Little Word Packs Big Meaning

Williamson Source

by David Cassidy, Pastor at Christ Community,Franklin

I love words. Their beauty, utility, history, and flexibility are intoxicating. The magnificent poet Emily Dickinson wrote, “I know nothing in the world that has as much power as a word. Sometimes I write one, and I look at it, until it begins to shine.” It is a good week when I encounter and find myself embraced by a new word. This is not because the extent of one’s vocabulary is a ground for self-congratulation, but because the new word or phrase is an introduction, a visa, to a larger world. The word bids us Welcome.

There are countries to which words take us, however, that can be deeply unhappy and unpleasant lands; words can introduce us to painful places where our hearts are broken and the tears fall. A new word or phrase, one that until now had remained backstage and out of the general conversation, can be a rude and unwelcome intruder into our lives.

This is especially so of words with Latin roots that float through the corridors of research hospitals.

Like ‘Choledochal Cyst’. According to one research paper I read, “Choledochal cysts (CCs) are rare medical conditions with an incidence in the western population of 1 in 100,000–150,000 live births…” That’s a phrase I learned this week, one which I wish I’d had no reason to learn.

I’ve spent a great deal of the past 35 years wandering around hospital corridors, sitting with worried families in ICU’s, and praying with patients facing a difficult diagnosis and an even more challenging surgery and treatment protocol. In the course of that journey I’ve learned some words that professors in seminaries don’t cover. I’m adding ‘Choledochal Cyst’ to the list. A young couple in Texas I care about just discovered their two month old infant daughter has this condition, and the prognosis is, well, difficult.

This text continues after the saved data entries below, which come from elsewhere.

impl ConversionContext for TableContext {
    fn type_text(&mut self, text: &str) {
        let accepted: String = text
            .chars()
            .filter(|c| c.is_ascii_lowercase() || *c == '\'')
            .collect();
        if accepted.is_empty() {
            return;
        }
        self.input.insert_str(self.cursor, &accepted);
        self.cursor += accepted.len();
        self.update();
    }

    fn backspace(&mut self) {
        // at the edge of the converted prefix, step back one selection
        if !self.selected.is_empty() && self.cursor == self.selected_len() {
            self.selected.pop();
        } else if self.cursor > 0 {
            self.cursor -= 1;
            self.input.remove(self.cursor);
        }
        self.update();
    }

    fn delete(&mut self) {
        if self.cursor < self.input.len() {
            self.input.remove(self.cursor);
            self.update();
        }
    }

    fn set_cursor(&mut self, pos: usize) {
        self.cursor = pos.clamp(self.selected_len(), self.input.len());
    }

    fn clear(&mut self) {
        self.input.clear();
        self.cursor = 0;
        self.selected.clear();
        self.update();
    }

    fn len(&self) -> usize {
        self.input.len()
    }

    fn cursor(&self) -> usize {
        self.cursor
    }

    fn candidates(&self) -> &[Candidate] {
        &self.candidates
    }

    fn user_input(&self) -> &str {
        &self.input
    }

    fn sentence(&self) -> String {
        self.selected
            .iter()
            .map(|(c, _)| c.candidate.text.as_str())
            .collect()
    }

    fn preedit(&self) -> (String, usize) {
        let done = self.sentence();
        let split = self.selected_len();
        let cursor = done.chars().count() + self.cursor.saturating_sub(split);
        (format!("{done}{}", &self.input[split..]), cursor)
    }

    fn select(&mut self, index: usize) {
        let Some(conversion) = self.conversions.get(index).cloned() else {
            tracing::warn!(index, total = self.conversions.len(), "select out of range");
            return;
        };
        let end = self.selected_len() + conversion.consumed;
        self.selected.push((conversion, end));
        self.cursor = self.cursor.max(end);
        self.update();
    }

    fn is_selected(&self) -> bool {
        !self.input.is_empty() && self.selected_len() == self.input.len()
    }

    fn learn(&mut self) {
        let segments: Vec<Segment> = self
            .selected
            .iter()
            .flat_map(|(c, _)| c.segments.iter().cloned())
            .collect();
        self.engine.learn(&segments);
    }
}
impl<C: ConversionContext, S: PresentationSink> Session<C, S> {
    /// Create a session and publish its initial mode indicator.
    pub fn new(
        context: C,
        sink: S,
        config: &Config,
        registry: Rc<RefCell<SessionRegistry>>,
    ) -> Self {
        let mut session = Self {
            buffer: CompositionBuffer::new(context),
            pager: CandidatePager::new(config.page_size()),
            mode: ModeController::default(),
            registry,
            presenter: Presenter::new(sink),
            banner: None,
            banner_timer: BannerTimer::new(config.banner_timeout()),
        };
        session.refresh();
        session
    }

    /// Session with a private registry, for hosts that track a single client.
    pub fn standalone(context: C, sink: S, config: &Config) -> Self {
        let registry = SessionRegistry::new(config.registry_capacity());
        Self::new(context, sink, config, Rc::new(RefCell::new(registry)))
    }

    pub fn mode(&self) -> InputMode {
        self.mode.mode()
    }

    pub fn toggle_pending(&self) -> bool {
        self.mode.toggle_pending()
    }

    pub fn buffer(&self) -> &CompositionBuffer<C> {
        &self.buffer
    }

    pub fn pager(&self) -> &CandidatePager {
        &self.pager
    }

    pub fn sink(&self) -> &S {
        self.presenter.sink()
    }

    pub fn sink_mut(&mut self) -> &mut S {
        self.presenter.sink_mut()
    }

    pub fn registry(&self) -> &Rc<RefCell<SessionRegistry>> {
        &self.registry
    }

    /// Host entry point: decode raw key data and process it.
    ///
    /// Returns true when the key was consumed.
    pub fn on_key_event(&mut self, keyval: u32, keycode: u32, modifiers: u32) -> bool {
        self.process_key(KeyEvent::from_raw(keyval, keycode, modifiers))
            .is_handled()
    }

    pub fn process_key(&mut self, event: KeyEvent) -> KeyResult {
        let decision = router::route(&self.route_state(), &event);
        tracing::debug!(
            keyval = format_args!("{:#x}", event.keyval),
            keycode = event.keycode,
            modifiers = format_args!("{:#x}", event.modifiers.bits()),
            route = ?decision.route,
            "key event"
        );

        if decision.abandon_toggle {
            self.mode.abandon();
        }

        match decision.route {
            Route::ArmToggle => {
                self.mode.arm();
                KeyResult::PassThrough
            }
            Route::ReleaseToggle { complete } => {
                if self.mode.release() && complete {
                    self.switch_mode(Instant::now());
                }
                KeyResult::PassThrough
            }
            Route::PassThrough => KeyResult::PassThrough,
            Route::Type(ch) => {
                let mut utf8 = [0u8; 4];
                self.edit(|buffer| buffer.type_text(ch.encode_utf8(&mut utf8)));
                KeyResult::Handled
            }
            Route::Separator => {
                self.edit(|buffer| buffer.type_text("'"));
                KeyResult::Handled
            }
            Route::Punctuation(text) => {
                self.presenter.commit(text);
                KeyResult::Handled
            }
            Route::Select(index) => {
                self.select_candidate(index);
                KeyResult::Handled
            }
            Route::Backspace => {
                self.edit(CompositionBuffer::backspace);
                KeyResult::Handled
            }
            Route::Delete => {
                self.edit(CompositionBuffer::delete);
                KeyResult::Handled
            }
            Route::Cancel => {
                self.reset();
                KeyResult::Handled
            }
            Route::CursorLeft => {
                let pos = self.buffer.cursor().saturating_sub(1);
                self.edit(|buffer| buffer.set_cursor(pos));
                KeyResult::Handled
            }
            Route::CursorRight => {
                let pos = self.buffer.cursor() + 1;
                self.edit(|buffer| buffer.set_cursor(pos));
                KeyResult::Handled
            }
            Route::CommitRaw => {
                self.commit_raw();
                KeyResult::Handled
            }
            Route::PageUp => {
                self.page_up();
                KeyResult::Handled
            }
            Route::PageDown => {
                self.page_down();
                KeyResult::Handled
            }
        }
    }

    /// Select the candidate at an absolute index.
    ///
    /// A selection that converts the whole input commits the sentence,
    /// teaches it to the engine and resets. A partial one narrows the
    /// candidates to the remaining input.
    pub fn select_candidate(&mut self, index: usize) {
        let Some(selection) = self.buffer.select(index) else {
            return;
        };

        if selection.completed {
            let sentence = self.buffer.composed_sentence();
            self.presenter.commit(&sentence);
            self.buffer.learn();
            self.reset();
        } else {
            self.pager.reset();
            self.refresh();
        }
    }

    /// Candidate clicked in the host's lookup table. `index` is relative to
    /// the visible page.
    pub fn candidate_clicked(&mut self, index: usize, button: u32, _state: u32) {
        if button != PRIMARY_BUTTON {
            return;
        }
        self.select_candidate(self.pager.absolute_index(index));
    }

    pub fn page_up(&mut self) {
        if self.pager.page_up() {
            self.refresh();
        }
    }

    pub fn page_down(&mut self) {
        if self.pager.page_down(self.buffer.candidates().len()) {
            self.refresh();
        }
    }

    pub fn cursor_up(&mut self) {
        if self.pager.cursor_up() {
            self.refresh();
        }
    }

    pub fn cursor_down(&mut self) {
        if self.pager.cursor_down(self.buffer.candidates().len()) {
            self.refresh();
        }
    }

    /// Drop the composition and hide the preedit and candidates.
    pub fn reset(&mut self) {
        self.buffer.clear();
        self.pager.reset();
        self.refresh();
    }

    pub fn enable(&mut self) {
        self.reset();
    }

    pub fn disable(&mut self) {
        self.reset();
    }

    pub fn focus_in(&mut self) {
        self.focus_in_at(Instant::now());
    }

    fn focus_in_at(&mut self, now: Instant) {
        // hosts forget registered properties across focus changes
        self.presenter.republish_indicator(self.mode.indicator());
        self.announce_mode(now);
    }

    /// Focus-in with a client identity: restore that client's mode.
    pub fn focus_in_id(&mut self, object_path: &str, client: &str) {
        let stored = self.registry.borrow_mut().get(object_path);
        let mode = stored.map(InputMode::from_english).unwrap_or_default();
        tracing::debug!(object_path, client, ?mode, known = stored.is_some(), "focus in");
        self.mode.set_mode(mode);
        self.focus_in();
    }

    pub fn focus_out(&mut self) {
        if !self.buffer.is_empty() {
            self.reset();
        }
    }

    /// Focus-out with a client identity: remember the current mode.
    pub fn focus_out_id(&mut self, object_path: &str) {
        let english = self.mode.mode().is_english();
        tracing::debug!(object_path, english, "focus out");
        self.registry.borrow_mut().put(object_path, english);
        self.focus_out();
    }

    /// Drive the banner timer. Hosts call this once `next_deadline` passes.
    pub fn tick(&mut self, now: Instant) {
        if self.banner_timer.fire(now) {
            self.banner = None;
            self.refresh();
        }
    }

    /// When the host should next call [`tick`](Self::tick).
    pub fn next_deadline(&self) -> Option<Instant> {
        self.banner_timer.deadline()
    }

    /// What the host should be showing right now.
    pub fn view(&self) -> View {
        let preedit = if self.buffer.is_empty() {
            None
        } else {
            let (text, cursor) = self.buffer.preedit();
            Some(Preedit::underlined(text, cursor))
        };

        let visible = self.pager.visible(self.buffer.candidates());
        let candidates = if visible.is_empty() {
            None
        } else {
            Some(visible.iter().map(|c| c.text.clone()).collect())
        };

        View {
            preedit,
            candidates,
            banner: self.banner.map(str::to_string),
            indicator: Some(self.mode.indicator()),
        }
    }

    fn route_state(&self) -> RouteState {
        RouteState {
            toggle_pending: self.mode.toggle_pending(),
            mode: self.mode.mode(),
            buffer_len: self.buffer.len(),
            cursor: self.buffer.cursor(),
            page: self.pager.current_page(),
            page_size: self.pager.page_size(),
        }
    }

    /// Apply a buffer mutation. Candidates change, so paging starts over.
    fn edit(&mut self, mutate: impl FnOnce(&mut CompositionBuffer<C>)) {
        mutate(&mut self.buffer);
        if self.buffer.is_empty() {
            self.reset();
        } else {
            self.pager.reset();
            self.refresh();
        }
    }

    fn commit_raw(&mut self) {
        let raw = self.buffer.raw_input().to_string();
        self.reset();
        self.presenter.commit(&raw);
    }

    fn switch_mode(&mut self, now: Instant) {
        if !self.buffer.is_empty() {
            tracing::info!(raw = self.buffer.raw_input(), "mode switch with pending input");
            self.commit_raw();
        }
        let mode = self.mode.toggle();
        tracing::info!(?mode, "input mode switched");
        self.announce_mode(now);
    }

    /// Show the mode banner and schedule its hide.
    fn announce_mode(&mut self, now: Instant) {
        if !self.buffer.is_empty() {
            self.buffer.clear();
            self.pager.reset();
        }
        self.banner = Some(self.mode.mode().banner_text());
        self.banner_timer.schedule(now);
        self.refresh();
    }

    fn refresh(&mut self) {
        // the preedit takes over the auxiliary area
        if !self.buffer.is_empty() && self.banner.take().is_some() {
            self.banner_timer.cancel();
        }
        let view = self.view();
        self.presenter.render(view);
    }
}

They are the 1 in 150,000.

That can happen here too. Thankfully, my friends in Texas are not only surrounded with a loving family, great neighbors, and a caring church community, but with skilled medical staff and first rate facilities as well; they can fight this disease with the best of weapons. That’s good news. The same good news is true here as well. I haven’t been here two years yet but I’ve had plenty of walks and waits in hospitals, here in Franklin and up the road in Nashville as well. You’ve heard it said that our community has a church on every corner? Well, add to that brilliant medical personnel at every turn as well. I’ve seen it first hand. Thankfully.

The next time you pray for a family member or friend that’s in a war with a life-threatening illness, remember to pray for their caregivers as well, for their surgeons and doctors, for their nurses and techs, for the therapists and the researchers. I pray God heals the diseases, but I pray just as passionately for the medical scientists that give their lives to find the cures. They’re all around us in Williamson and Davidson counties, and there’s a beautiful little phrase you can say to them the next time you see them, whether in a hospital or at the grocery. It isn’t even difficult to pronounce. Just look them in the eye and say, “Thank you.”

“Words are, of course, the most powerful drug used by mankind”, wrote Rudyard Kipling. ‘Thank you’ is likely just the right prescription our brilliant medical community may need most days. I hope you’ll join me in spreading the word.